Subcircuit decomposition for AQFT Circuit 1. The left-hand side illustrates a subcircuit of the standard QFT circuit described in Ref.54. This subcircuit is decomposed into the structure shown on the right-hand side. The \({Z}^{\theta }\) gates in the red boxes from all the decomposed QFT subcircuits will be gathered into a single \({Z}^{\theta }\) gate layer at the very front of the QFT circuit. This reordering is possible because the circuit in the green box has a diagonal matrix representation. The \({Z}^{\theta }\) gate in the purple box will be gathered into a single \({Z}^{\theta }\) gate layer at the very end of the QFT circuit. Note that the \({Z}^{\theta }\) gate layer in the green box is constructed without using Toffoli gates. This results in T-count reduction.
(Step 2: Constructing QFT circuit) We combine all the decomposed QFT subcircuits to construct a full QFT circuit. Next, all the \({\text{Z}}^{\uptheta }\) gates in the red boxes from the decomposed subcircuits in Fig. 2 are gathered at the very front of the QFT circuit. This reordering is possible because both the circuits in the green and red boxes of Fig. 2 have diagonal matrix representations and therefore commute with each other. Similarly, we gather the \({\text{Z}}^{\uptheta }\) gates in the purple boxes from the decomposed subcircuits in Fig. 2 at the very end of the QFT circuit. After this reorganization, the \({\text{Z}}^{\uptheta }\) gates at the very front and end of the QFT circuit have the form of \({\text{Z}}^{{2}^{\text{k}-1}-1/{2}^{\text{k}}}\), where \(\text{k}\in \{\text{1,2}, \dots ,\text{n}\}\). We divide each \({\text{Z}}^{{2}^{\text{k}-1}-1/{2}^{\text{k}}}\) gate into \({\text{Z}}^{1/2}\) and \({\text{Z}}^{-1/{2}^{\text{k}}}\) gates. Note that the \({\text{Z}}^{1/2}\) gate is a Clifford gate.
(Step 3: Approximation) We remove all the \({\text{Z}}^{-1/{2}^{\text{k}}}\) gates with \(\text{k}>\text{b}\) from the QFT circuit (See Fig. 3).
AQFT Circuit 1: \(n\)-qubit AQFT with an error of \(O(\varepsilon )\) optimized for T-count, where \(b=\lceil{\text{log}}_{2}(n/\varepsilon )\rceil\). This circuit is decomposed into single-qubit \(H\) and \({Z}^{\theta }\) gates, and standard two-qubit CNOT gates.
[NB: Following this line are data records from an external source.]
//! Closed-form weighted rotation estimation.
//!
//! For centered point pairs `(a_i, b_i)` the rotation minimizing
//! `Σ w_i ‖b_i − R·a_i‖²` is the unit quaternion `q` minimizing `qᵀ B q`, where
//! `B = Σ w_i A_iᵀ A_i` and `A_i` is the 4×4 matrix with `A_i q = b_i q − q a_i`.
//! The minimizer is the eigenvector of the smallest eigenvalue of `B`, and that
//! eigenvalue is the residual.

use crate::core::utils::geometry::{rotation_from_axis_angle, weighted_centroid};
use nalgebra::{Matrix3, Matrix4, Point3, SymmetricEigen, Vector3};
use thiserror::Error;

/// Below this `sin(θ/2)` the rotation is reported as the identity.
const SMALL_ANGLE_EPSILON: f64 = 1e-12;

#[derive(Debug, Error, Clone, PartialEq)]
pub enum SolverError {
    #[error("Point sets differ in length: {source_len} source, {target_len} target, {weights} weights")]
    LengthMismatch {
        source_len: usize,
        target_len: usize,
        weights: usize,
    },
    #[error("No point pairs to align")]
    Empty,
    #[error("Weights sum to {0}, expected a positive finite total")]
    DegenerateWeights(f64),
}

#[derive(Debug, Clone, PartialEq)]
pub struct RotationEstimate {
    pub rotation: Matrix3<f64>,
    pub angle_degrees: f64,
    /// `None` when the rotation is (numerically) the identity.
    pub axis: Option<Vector3<f64>>,
    pub residual: f64,
}

/// Incremental rigid motion carrying `moving` onto `target`.
#[derive(Debug, Clone, PartialEq)]
pub struct Increment {
    pub rotation: Matrix3<f64>,
    pub translation: Vector3<f64>,
    pub angle_degrees: f64,
    pub residual: f64,
}

fn pair_matrix(source: &Vector3<f64>, target: &Vector3<f64>) -> Matrix4<f64> {
    let d = target - source;
    let s = source + target;
    #[rustfmt::skip]
    let m = Matrix4::new(
        0.0, -d.x, -d.y, -d.z,
        d.x,  0.0, -s.z,  s.y,
        d.y,  s.z,  0.0, -s.x,
        d.z, -s.y,  s.x,  0.0,
    );
    m
}

fn check_lengths(source: usize, target: usize, weights: usize) -> Result<(), SolverError> {
    if source != target || source != weights {
        return Err(SolverError::LengthMismatch {
            source_len: source,
            target_len: target,
            weights,
        });
    }
    if source == 0 {
        return Err(SolverError::Empty);
    }
    Ok(())
}

/// Weighted least-squares rotation between two already centered point sets.
pub fn solve_weighted_rotation(
    source: &[Vector3<f64>],
    target: &[Vector3<f64>],
    weights: &[f64],
) -> Result<RotationEstimate, SolverError> {
    check_lengths(source.len(), target.len(), weights.len())?;

    let b = source
        .iter()
        .zip(target)
        .zip(weights)
        .fold(Matrix4::zeros(), |acc, ((a, t), &w)| {
            let m = pair_matrix(a, t);
            acc + m.transpose() * m * w
        });

    let eigen = SymmetricEigen::new(b);
    let (min_index, min_value) = eigen
        .eigenvalues
        .iter()
        .copied()
        .enumerate()
        .fold((0, f64::INFINITY), |best, (i, v)| if v < best.1 { (i, v) } else { best });

    let q = eigen.eigenvectors.column(min_index);
    let (mut w, mut v) = (q[0], Vector3::new(q[1], q[2], q[3]));
    if w < 0.0 {
        w = -w;
        v = -v;
    }

    let residual = min_value.max(0.0);
    let sin_half = v.norm();
    if sin_half < SMALL_ANGLE_EPSILON {
        return Ok(RotationEstimate {
            rotation: Matrix3::identity(),
            angle_degrees: 0.0,
            axis: None,
            residual,
        });
    }

    let axis = v / sin_half;
    let angle_degrees = (2.0 * sin_half.atan2(w)).to_degrees();
    Ok(RotationEstimate {
        rotation: rotation_from_axis_angle(&axis, angle_degrees),
        angle_degrees,
        axis: Some(axis),
        residual,
    })
}

/// Centers both sets on their weighted centroids, solves for the rotation, and
/// derives the translation `t = c_target − R·c_moving`.
pub fn estimate_increment(
    moving: &[Point3<f64>],
    target: &[Point3<f64>],
    weights: &[f64],
) -> Result<Increment, SolverError> {
    check_lengths(moving.len(), target.len(), weights.len())?;

    let total: f64 = weights.iter().sum();
    let (Some(c_moving), Some(c_target)) = (
        weighted_centroid(moving, weights),
        weighted_centroid(target, weights),
    ) else {
        return Err(SolverError::DegenerateWeights(total));
    };

    let centered_moving: Vec<Vector3<f64>> = moving.iter().map(|p| p - c_moving).collect();
    let centered_target: Vec<Vector3<f64>> = target.iter().map(|p| p - c_target).collect();
    let estimate = solve_weighted_rotation(&centered_moving, &centered_target, weights)?;

    Ok(Increment {
        translation: c_target.coords - estimate.rotation * c_moving.coords,
        rotation: estimate.rotation,
        angle_degrees: estimate.angle_degrees,
        residual: estimate.residual,
    })
}

#[cfg(test)]
mod tests {
    use super::*;
    use crate::core::utils::geometry::{is_orthonormal, rotation_angle_degrees};
    use rand::rngs::StdRng;
    use rand::{Rng, SeedableRng};

    fn random_points(rng: &mut StdRng, n: usize) -> Vec<Point3<f64>> {
        (0..n)
            .map(|_| {
                Point3::new(
                    rng.gen_range(-5.0..5.0),
                    rng.gen_range(-5.0..5.0),
                    rng.gen_range(-5.0..5.0),
                )
            })
            .collect()
    }

    #[test]
    fn recovers_known_rotation_with_zero_residual() {
        let mut rng = StdRng::seed_from_u64(7);
        let points = random_points(&mut rng, 20);
        let centroid = points.iter().fold(Vector3::zeros(), |acc, p| acc + p.coords) / 20.0;
        let source: Vec<Vector3<f64>> = points.iter().map(|p| p.coords - centroid).collect();

        let axis = Vector3::new(1.0, 2.0, -0.5).normalize();
        let truth = rotation_from_axis_angle(&axis, 37.0);
        let target: Vec<Vector3<f64>> = source.iter().map(|a| truth * a).collect();
        let weights = vec![1.0 / 20.0; 20];

        let estimate = solve_weighted_rotation(&source, &target, &weights).unwrap();
        assert!((estimate.rotation - truth).norm() < 1e-9);
        assert!((estimate.angle_degrees - 37.0).abs() < 1e-7);
        assert!((estimate.axis.unwrap() - axis).norm() < 1e-9);
        assert!(estimate.residual < 1e-9);
        assert!(is_orthonormal(&estimate.rotation, 1e-12));
    }

    #[test]
    fn quarter_turn_about_z() {
        let source = vec![
            Vector3::new(1.0, 0.0, 0.0),
            Vector3::new(-1.0, 0.0, 0.0),
            Vector3::new(0.0, 2.0, 0.0),
            Vector3::new(0.0, -2.0, 0.0),
        ];
        let target: Vec<_> = source
            .iter()
            .map(|a| Vector3::new(-a.y, a.x, a.z))
            .collect();
        let estimate = solve_weighted_rotation(&source, &target, &[0.25; 4]).unwrap();
        assert!((estimate.angle_degrees - 90.0).abs() < 1e-9);
        assert!((estimate.axis.unwrap() - Vector3::z()).norm() < 1e-9);
    }

    #[test]
    fn residual_equals_weighted_squared_misfit() {
        let source = vec![
            Vector3::new(1.0, 0.0, 0.0),
            Vector3::new(-1.0, 0.0, 0.0),
            Vector3::new(0.0, 1.0, 0.0),
            Vector3::new(0.0, -1.0, 0.5),
        ];
        let target = vec![
            Vector3::new(0.9, 0.2, 0.0),
            Vector3::new(-1.1, -0.1, 0.1),
            Vector3::new(0.1, 1.0, -0.2),
            Vector3::new(0.0, -1.0, 0.4),
        ];
        let weights = [0.4, 0.3, 0.2, 0.1];
        let estimate = solve_weighted_rotation(&source, &target, &weights).unwrap();
        let misfit: f64 = source
            .iter()
            .zip(&target)
            .zip(&weights)
            .map(|((a, b), w)| w * (b - estimate.rotation * a).norm_squared())
            .sum();
        assert!((estimate.residual - misfit).abs() < 1e-9);
    }

    #[test]
    fn identical_sets_give_identity() {
        let source = vec![
            Vector3::new(1.0, 0.0, 0.0),
            Vector3::new(0.0, 1.0, 0.0),
            Vector3::new(-1.0, -1.0, 0.0),
        ];
        let estimate = solve_weighted_rotation(&source, &source, &[1.0; 3]).unwrap();
        assert!((estimate.rotation - Matrix3::identity()).norm() < 1e-9);
        assert!(estimate.angle_degrees.abs() < 1e-6);
    }

    #[test]
    fn increment_recovers_rigid_motion() {
        let mut rng = StdRng::seed_from_u64(11);
        let moving = random_points(&mut rng, 12);
        let rotation = rotation_from_axis_angle(&Vector3::new(0.0, 1.0, 1.0).normalize(), -25.0);
        let translation = Vector3::new(3.0, -1.5, 0.25);
        let target: Vec<_> = moving.iter().map(|p| rotation * p + translation).collect();
        let weights: Vec<f64> = (1..=12).map(|i| i as f64).collect();

        let inc = estimate_increment(&moving, &target, &weights).unwrap();
        assert!((inc.rotation - rotation).norm() < 1e-9);
        assert!((inc.translation - translation).norm() < 1e-9);
        assert!((rotation_angle_degrees(&inc.rotation) - 25.0).abs() < 1e-7);
        assert!((inc.angle_degrees - 25.0).abs() < 1e-7);
    }

    #[test]
    fn rejects_mismatched_or_degenerate_input() {
        let one = [Point3::origin()];
        let two = [Point3::origin(), Point3::new(1.0, 0.0, 0.0)];
        assert!(matches!(
            estimate_increment(&one, &two, &[1.0]),
            Err(SolverError::LengthMismatch { .. })
        ));
        assert_eq!(estimate_increment(&[], &[], &[]), Err(SolverError::Empty));
        assert!(matches!(
            estimate_increment(&two, &two, &[0.0, 0.0]),
            Err(SolverError::DegenerateWeights(_))
        ));
    }
}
To improve readability, the \({Z}^{\theta }\) gates are aligned vertically to represent a gate layer; this does not imply a multi-qubit control structure. Each \({Z}^{\theta }\) gate layer in the blue boxes performs an inverse PGT with the help of a \({Z}^{-1}\) gate. The effect of inserting \({Z}^{-1}\) gates can be canceled by inserting \(Z\) gates. Note that this circuit contains \((n+1)\) inverse PGTs and these are constructed without using additional non-Clifford gates. We implement each inverse PGT using a quantum adder from Ref.37. Since the circuit is constructed entirely from unitary gates, it is inherently reversible.
(Step 4: Inverse PGT implementation using quantum adder) In Fig. 3, each \({\text{Z}}^{\uptheta }\) gate layer in blue boxes performs an inverse PGT with the help of a \({\text{Z}}^{-1}\) gate. The effect of inserting the \({\text{Z}}^{-1}\) gates can be canceled by inserting \(\text{Z}\) gates. We implement each inverse PGT using a quantum adder from Ref.37.
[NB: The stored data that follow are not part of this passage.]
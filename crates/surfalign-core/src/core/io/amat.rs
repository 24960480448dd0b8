//! Reader and writer for ASCII matrix (`.amat`) feature tables.
//!
//! ```text
//! #size: 2 3
//! #: charge hbond_donor hydrophobic
//! 0.25 1 0
//! -0.5 0 1
//! ```
//!
//! `#:` names the columns, `#size:` optionally declares the shape, any other
//! line starting with `#` is a comment. Values are whitespace separated.

use super::traits::PointCloudFile;
use nalgebra::DMatrix;
use std::io::{self, BufRead, Write};
use thiserror::Error;

#[derive(Debug, Error)]
pub enum AmatError {
    #[error("I/O error: {0}")]
    Io(#[from] io::Error),
    #[error("Parse error on line {line}: {kind}")]
    Parse { line: usize, kind: AmatParseErrorKind },
    #[error("Inconsistent data: {0}")]
    Inconsistency(String),
}

#[derive(Debug, Error)]
pub enum AmatParseErrorKind {
    #[error("Invalid numeric value '{value}'")]
    InvalidFloat { value: String },
    #[error("Row has {found} values but {expected} columns are declared")]
    RowLength { expected: usize, found: usize },
    #[error("Malformed size header '{value}'")]
    InvalidSizeHeader { value: String },
    #[error("Field names declared more than once")]
    DuplicateHeader,
}

/// A dense table with named columns.
#[derive(Debug, Clone, PartialEq)]
pub struct AmatTable {
    pub names: Vec<String>,
    pub data: DMatrix<f64>,
}

impl AmatTable {
    pub fn new(names: Vec<String>, data: DMatrix<f64>) -> Result<Self, AmatError> {
        if names.len() != data.ncols() {
            return Err(AmatError::Inconsistency(format!(
                "{} column names for {} columns",
                names.len(),
                data.ncols()
            )));
        }
        Ok(Self { names, data })
    }

    #[inline]
    pub fn nrows(&self) -> usize {
        self.data.nrows()
    }

    #[inline]
    pub fn ncols(&self) -> usize {
        self.data.ncols()
    }

    pub fn column_index(&self, name: &str) -> Option<usize> {
        self.names.iter().position(|n| n == name)
    }

    /// Copies the given columns, in the given order, into a new matrix.
    pub fn select_columns(&self, columns: &[usize]) -> DMatrix<f64> {
        DMatrix::from_fn(self.nrows(), columns.len(), |r, c| {
            self.data[(r, columns[c])]
        })
    }
}

fn parse_size_header(rest: &str, line: usize) -> Result<(usize, usize), AmatError> {
    let err = || AmatError::Parse {
        line,
        kind: AmatParseErrorKind::InvalidSizeHeader {
            value: rest.trim().to_string(),
        },
    };
    let parts: Vec<&str> = rest.split_whitespace().collect();
    if parts.len() != 2 {
        return Err(err());
    }
    let rows = parts[0].parse().map_err(|_| err())?;
    let cols = parts[1].parse().map_err(|_| err())?;
    Ok((rows, cols))
}

pub struct AmatFile;

impl PointCloudFile for AmatFile {
    type Data = AmatTable;
    type Error = AmatError;

    fn read_from(reader: &mut impl BufRead) -> Result<Self::Data, Self::Error> {
        let mut names: Option<Vec<String>> = None;
        let mut declared_size: Option<(usize, usize)> = None;
        let mut width: Option<usize> = None;
        let mut values: Vec<f64> = Vec::new();
        let mut rows = 0usize;

        for (line_num, line_res) in reader.lines().enumerate() {
            let line = line_res?;
            let line_num = line_num + 1;
            let trimmed = line.trim();
            if trimmed.is_empty() {
                continue;
            }

            if let Some(rest) = trimmed.strip_prefix("#size:") {
                declared_size = Some(parse_size_header(rest, line_num)?);
                continue;
            }
            if let Some(rest) = trimmed.strip_prefix("#:") {
                if names.is_some() {
                    return Err(AmatError::Parse {
                        line: line_num,
                        kind: AmatParseErrorKind::DuplicateHeader,
                    });
                }
                let header: Vec<String> = rest.split_whitespace().map(str::to_string).collect();
                if let Some(w) = width {
                    if w != header.len() {
                        return Err(AmatError::Parse {
                            line: line_num,
                            kind: AmatParseErrorKind::RowLength {
                                expected: w,
                                found: header.len(),
                            },
                        });
                    }
                }
                width = Some(header.len());
                names = Some(header);
                continue;
            }
            if trimmed.starts_with('#') {
                continue;
            }

            let start = values.len();
            for field in trimmed.split_whitespace() {
                let value: f64 = field.parse().map_err(|_| AmatError::Parse {
                    line: line_num,
                    kind: AmatParseErrorKind::InvalidFloat {
                        value: field.to_string(),
                    },
                })?;
                values.push(value);
            }
            let found = values.len() - start;
            match width {
                Some(expected) if expected != found => {
                    return Err(AmatError::Parse {
                        line: line_num,
                        kind: AmatParseErrorKind::RowLength { expected, found },
                    });
                }
                Some(_) => {}
                None => width = Some(found),
            }
            rows += 1;
        }

        let cols = width.unwrap_or(0);
        if let Some((declared_rows, declared_cols)) = declared_size {
            if declared_rows != rows || declared_cols != cols {
                return Err(AmatError::Inconsistency(format!(
                    "size header declares {}x{} but the data is {}x{}",
                    declared_rows, declared_cols, rows, cols
                )));
            }
        }

        let names = names.unwrap_or_else(|| (0..cols).map(|i| format!("field_{}", i)).collect());
        let data = DMatrix::from_row_slice(rows, cols, &values);
        AmatTable::new(names, data)
    }

    fn write_to(data: &Self::Data, writer: &mut impl Write) -> Result<(), Self::Error> {
        writeln!(writer, "#size: {} {}", data.nrows(), data.ncols())?;
        writeln!(writer, "#: {}", data.names.join(" "))?;
        for row in data.data.row_iter() {
            let fields: Vec<String> = row.iter().map(|v| v.to_string()).collect();
            writeln!(writer, "{}", fields.join(" "))?;
        }
        Ok(())
    }
}
//! # Core Models Module
//!
//! Data structures describing the two sides of an alignment: the target
//! [`molecule::Molecule`] and the [`template::MoleculeTemplate`] that is moved onto it.
//!
//! ## Key Components
//!
//! - [`point_cloud`] - Ordered 3-D coordinates with a row-aligned chemical feature matrix
//! - [`molecule`] - A named target point cloud
//! - [`template`] - A point cloud with per-point geometric and per-feature deviations
//!
//! Coordinates are exposed as borrowed slices tied to the owning cloud; nothing in
//! the engine keeps its own aliased copy of them.
//!
//! ```ignore
//! use surfalign::core::models::{point_cloud::PointCloud, template::MoleculeTemplate};
//!
//! let cloud = PointCloud::without_features(points);
//! let template = MoleculeTemplate::with_unit_deviations("site", cloud);
//! ```

pub mod molecule;
pub mod point_cloud;
pub mod template;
T-count and T-depth estimation
In this section, we estimate the T-count and T-depth of AQFT Circuit 1. The T-count refers to the total number of T gates. The depth of a circuit refers to the number of sequential layers of gates that cannot be executed in parallel. Based on this, the T-depth is the number of sequential layers of T gates that cannot be parallelized, effectively ignoring the depth contributed by other gate types such as Clifford gates. The T-count and T-depth estimates presented in this paper are derived from the analytical formulas developed in the following sections, not from numerical simulations on a quantum simulator.
Among the inverse PGTs in Fig. 3, the 3-qubit inverse PGT does not need to be replaced by a 3-qubit quantum adder, because it only requires a single T gate. Considering this, the T gates required to construct AQFT Circuit 1 are found in four parts:
-
(1)
\((n-b+3)\) \((b+1)\)-qubit quantum adders,
-
(2)
One for each of the \(k\)-qubit quantum adders, where \(k\in \{4, 5, \dots , b\}\),
-
(3)
One T gate in the 3-qubit inverse PGT,
-
(4)
T gates for preparing the special state \(|{\psi }_{b+1}\rangle\).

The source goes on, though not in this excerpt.